Economist Hugh Johnson and Goldman’s David Kostin sketch out a muted year in the mid-single digits.

We just got a taste of a market rout. Now, with several days of positive returns, you have to wonder: What is next? Well, right now, one compelling view is that the conditions aren’t great for a big year.

In that spirit, it’s worth listening to two market experts, who see just a so-so, mid-single-digit gain for stocks by year-end: Hugh Johnson, chief economist at Graypoint, and David Kostin, chief US equity strategist for Goldman Sachs. While they didn’t speak at the same event, their outlooks are the most fresh and informed by the recent market unpleasantness.

Higher interest rates. The end to Federal Reserve bond buying. Rising inflation. Earnings slowdowns. The ongoing pandemic. Federal stimulus money running out. To each man, such an environment seems unlikely to prepare the path for another blowout year. So long to the sparkling performances, led by growth (i.e., tech) stocks, that have been in abundance. The S&P 500 vaulted 28.9% in 2019, 16.3% in 2020, and 26.9% in 2021.

Stocks won’t bedazzle investors the way they have, by Johnson’s and Kostin’s reasoning. Indeed, the Wall Street consensus is for the index to increase about 10%, far lower than the past three years and yet higher than Johnson and Kostin project.

Look for a “low-return environment,” Johnson said in a CNBC appearance. He sees 2022 possibly returning 4%, which he refers to as “upside potential.” Earnings, while expected to be solid, are seeing a deceleration, but they could surprise the market, he said.

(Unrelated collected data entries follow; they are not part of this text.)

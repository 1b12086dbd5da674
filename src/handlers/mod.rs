// handlers/mod.rs - two security tiers
//
// Public (no auth) → Protected (JWT auth)
pub mod public; // No authentication required (/api/auth/*)
pub mod protected; // JWT authentication required (/api/cliente, /api/logradouro)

To underscore the turn away from go-go investing, Johnson noted the rotation to value stocks lately, with consumer staples such as Procter & Gamble doing well. Over the past 12 months, P&G has logged a 27% advance. Value stocks “are at the top of the performance ladder,” he said. “Value has significantly outperformed growth.”

Kostin expects the S&P 500 will log around a 6% increase this year. Speaking at a regular Goldman Sachs forum, he said recently tumbling stock prices and higher bond yields mask “the changing dynamics beneath the surface.”

He said companies with fast-growing revenues but little or no profit—that would be many young tech firms—have seen their stock prices “severely punished.” But their peers with solid profits have had just minor declines.

Tech companies with fast-increasing revenues but slender-to-negative profit margins have seen their valuations “severely punished,” while their peers with strong revenues and strong margins have experienced smaller declines, he said.

“The idea of a higher interest rate environment reduces the value of that future expected growth,” Kostin said. “And that’s really important for these companies where their margins are very thin.”

Another factor that militates against robust index escalations, in Goldman’s eyes, is that investors now are reluctant to buy on the dips.

As Jonathan Shugar, who manages equity sales on the cross-asset sales team in the firm’s global markets division, put it during the same program, “There’s no sense of urgency to act—which is interesting because if you went back to the start of the pandemic, where we had a massive selloff and then a recovery, a lot of people felt that they hadn’t taken advantage of those opportunities quickly enough.”

Just for the record, there are some on Wall Street who believe that the market will end the year in the red. Most prominent among these bears is Bank of America, which expects a 3.4% 2022 slide in the S&P 500.